▶ **Excerpts from a dataset**:
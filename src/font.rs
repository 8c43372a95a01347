use crate::charset::CharsetPartition;
use crate::error::FontSplitError;
use crate::glyph_report::CoverageReport;
use std::fmt;
use std::fs;
use std::path::Path;
use std::str::FromStr;
use std::sync::Arc;

/// Font container formats.
#[derive(Debug, Clone, Copy, PartialEq, Eq, Hash)]
pub enum FontType {
    Ttf,
    Otf,
    Woff,
    Woff2,
    Eot,
    Svg,
}

impl FontType {
    pub const ALL: [FontType; 6] = [
        FontType::Ttf,
        FontType::Otf,
        FontType::Woff,
        FontType::Woff2,
        FontType::Eot,
        FontType::Svg,
    ];

    pub fn extension(self) -> &'static str {
        match self {
            FontType::Ttf => "ttf",
            FontType::Otf => "otf",
            FontType::Woff => "woff",
            FontType::Woff2 => "woff2",
            FontType::Eot => "eot",
            FontType::Svg => "svg",
        }
    }

    /// Sniffs the container from the leading magic bytes.
    pub fn detect(data: &[u8]) -> Option<FontType> {
        let magic: [u8; 4] = data.get(..4)?.try_into().ok()?;
        match &magic {
            [0x00, 0x01, 0x00, 0x00] | [b't', b'r', b'u', b'e'] => Some(FontType::Ttf),
            [b'O', b'T', b'T', b'O'] => Some(FontType::Otf),
            [b'w', b'O', b'F', b'F'] => Some(FontType::Woff),
            [b'w', b'O', b'F', b'2'] => Some(FontType::Woff2),
            _ => None,
        }
    }

    fn is_sfnt(self) -> bool {
        matches!(self, FontType::Ttf | FontType::Otf)
    }
}

impl fmt::Display for FontType {
    fn fmt(&self, f: &mut fmt::Formatter<'_>) -> fmt::Result {
        f.write_str(self.extension())
    }
}

impl FromStr for FontType {
    type Err = FontSplitError;

    fn from_str(value: &str) -> Result<Self, Self::Err> {
        let lower = value.trim().to_ascii_lowercase();
        FontType::ALL
            .into_iter()
            .find(|t| t.extension() == lower)
            .ok_or_else(|| {
                FontSplitError::InvalidConfiguration(format!("unsupported font type {value:?}"))
            })
    }
}

/// Immutable source font bytes shared by every conversion task.
#[derive(Debug, Clone)]
pub struct FontBuffer {
    data: Arc<[u8]>,
    format: FontType,
}

impl FontBuffer {
    pub fn from_bytes(data: Vec<u8>) -> Result<Self, FontSplitError> {
        if data.get(..4) == Some(b"ttcf".as_slice()) {
            return Err(FontSplitError::Font(
                "font collections are not supported".to_string(),
            ));
        }
        let format = FontType::detect(&data)
            .ok_or_else(|| FontSplitError::Font("unrecognised font container".to_string()))?;
        Ok(Self {
            data: Arc::from(data),
            format,
        })
    }

    pub fn load(path: impl AsRef<Path>) -> Result<Self, FontSplitError> {
        let path = path.as_ref();
        let data = fs::read(path)?;
        Self::from_bytes(data).map_err(|err| match err {
            FontSplitError::Font(message) => {
                FontSplitError::Font(format!("{}: {}", path.display(), message))
            }
            other => other,
        })
    }

    pub fn bytes(&self) -> &[u8] {
        &self.data
    }

    pub fn format(&self) -> FontType {
        self.format
    }

    pub fn len(&self) -> usize {
        self.data.len()
    }

    pub fn is_empty(&self) -> bool {
        self.data.is_empty()
    }

    /// Typographic family name from the `name` table, for sfnt sources.
    pub fn family_name(&self) -> Option<String> {
        if !self.format.is_sfnt() {
            return None;
        }
        let face = ttf_parser::Face::parse(&self.data, 0).ok()?;
        family_name(&face)
    }

    /// Restricts every category to codepoints the font maps to a glyph.
    pub fn filter_coverage(
        &self,
        partition: &CharsetPartition,
    ) -> Result<(CharsetPartition, CoverageReport), FontSplitError> {
        if !self.format.is_sfnt() {
            return Err(FontSplitError::Font(format!(
                "coverage filtering needs a ttf/otf source, got {}",
                self.format
            )));
        }
        let face = ttf_parser::Face::parse(&self.data, 0)
            .map_err(|err| FontSplitError::Font(format!("cannot parse source font: {err}")))?;
        let mut report = CoverageReport::default();
        let filtered = partition.map_sets(|category, set| {
            let (kept, dropped) = set.retain(|cp| {
                char::from_u32(cp)
                    .and_then(|ch| face.glyph_index(ch))
                    .is_some_and(|gid| gid.0 != 0)
            });
            report.record_missing(category, dropped);
            kept
        });
        Ok((filtered, report))
    }
}

fn family_name(face: &ttf_parser::Face<'_>) -> Option<String> {
    use ttf_parser::name::name_id;

    let mut typographic = None;
    let mut family = None;
    for entry in face.names() {
        let Some(name) = entry.to_string() else {
            continue;
        };
        match entry.name_id {
            name_id::TYPOGRAPHIC_FAMILY if typographic.is_none() => typographic = Some(name),
            name_id::FAMILY if family.is_none() => family = Some(name),
            _ => {}
        }
    }
    typographic.or(family)
}

#[cfg(test)]
pub(crate) mod test_font {
    /// Minimal TrueType font: head/hhea/maxp plus a format 12 cmap mapping
    /// each codepoint in `mapped` to its own glyph.
    pub(crate) fn build(mapped: &[u32]) -> Vec<u8> {
        build_named(mapped, &[])
    }

    /// Same as `build`, plus a Windows Unicode `name` table holding `names`.
    pub(crate) fn build_named(mapped: &[u32], names: &[(u16, &str)]) -> Vec<u8> {
        let mut cmap = Vec::new();
        push_u16(&mut cmap, 0);
        push_u16(&mut cmap, 1);
        push_u16(&mut cmap, 3);
        push_u16(&mut cmap, 10);
        push_u32(&mut cmap, 12);
        push_u16(&mut cmap, 12);
        push_u16(&mut cmap, 0);
        push_u32(&mut cmap, 16 + 12 * mapped.len() as u32);
        push_u32(&mut cmap, 0);
        push_u32(&mut cmap, mapped.len() as u32);
        let mut sorted = mapped.to_vec();
        sorted.sort_unstable();
        for (idx, cp) in sorted.iter().enumerate() {
            push_u32(&mut cmap, *cp);
            push_u32(&mut cmap, *cp);
            push_u32(&mut cmap, idx as u32 + 1);
        }

        let mut head = Vec::new();
        push_u32(&mut head, 0x0001_0000);
        push_u32(&mut head, 0x0001_0000);
        push_u32(&mut head, 0);
        push_u32(&mut head, 0x5F0F_3CF5);
        push_u16(&mut head, 0);
        push_u16(&mut head, 1000);
        head.extend_from_slice(&[0; 16]);
        for _ in 0..4 {
            push_u16(&mut head, 0);
        }
        push_u16(&mut head, 0);
        push_u16(&mut head, 8);
        push_u16(&mut head, 2);
        push_u16(&mut head, 0);
        push_u16(&mut head, 0);
        assert_eq!(head.len(), 54);

        let mut hhea = Vec::new();
        push_u32(&mut hhea, 0x0001_0000);
        push_u16(&mut hhea, 800);
        push_u16(&mut hhea, (-200i16) as u16);
        for _ in 0..13 {
            push_u16(&mut hhea, 0);
        }
        push_u16(&mut hhea, 1);
        assert_eq!(hhea.len(), 36);

        let mut maxp = Vec::new();
        push_u32(&mut maxp, 0x0000_5000);
        push_u16(&mut maxp, mapped.len() as u16 + 1);

        // Tags stay sorted; the parser binary-searches the table directory.
        let mut tables: Vec<(&[u8; 4], Vec<u8>)> =
            vec![(b"cmap", cmap), (b"head", head), (b"hhea", hhea), (b"maxp", maxp)];
        if !names.is_empty() {
            tables.push((b"name", name_table(names)));
        }
        let mut out = Vec::new();
        push_u32(&mut out, 0x0001_0000);
        push_u16(&mut out, tables.len() as u16);
        push_u16(&mut out, 64);
        push_u16(&mut out, 2);
        push_u16(&mut out, 0);
        let mut offset = 12 + 16 * tables.len() as u32;
        let mut body = Vec::new();
        for (tag, data) in &tables {
            out.extend_from_slice(*tag);
            push_u32(&mut out, 0);
            push_u32(&mut out, offset);
            push_u32(&mut out, data.len() as u32);
            body.extend_from_slice(data);
            while body.len() % 4 != 0 {
                body.push(0);
            }
            offset = 12 + 16 * tables.len() as u32 + body.len() as u32;
        }
        out.extend_from_slice(&body);
        out
    }

    fn name_table(names: &[(u16, &str)]) -> Vec<u8> {
        let mut records = Vec::new();
        let mut storage = Vec::new();
        for (name_id, text) in names {
            let encoded: Vec<u8> = text.encode_utf16().flat_map(u16::to_be_bytes).collect();
            push_u16(&mut records, 3);
            push_u16(&mut records, 1);
            push_u16(&mut records, 0x0409);
            push_u16(&mut records, *name_id);
            push_u16(&mut records, encoded.len() as u16);
            push_u16(&mut records, storage.len() as u16);
            storage.extend_from_slice(&encoded);
        }
        let mut table = Vec::new();
        push_u16(&mut table, 0);
        push_u16(&mut table, names.len() as u16);
        push_u16(&mut table, 6 + 12 * names.len() as u16);
        table.extend_from_slice(&records);
        table.extend_from_slice(&storage);
        table
    }

    fn push_u16(out: &mut Vec<u8>, value: u16) {
        out.extend_from_slice(&value.to_be_bytes());
    }

    fn push_u32(out: &mut Vec<u8>, value: u32) {
        out.extend_from_slice(&value.to_be_bytes());
    }
}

▶ **Work request**: Pick each line holding "Clone" out of the entries above and return it.

▶ **Solution**:
#[derive(Debug, Clone, Copy, PartialEq, Eq, Hash)]
#[derive(Debug, Clone)]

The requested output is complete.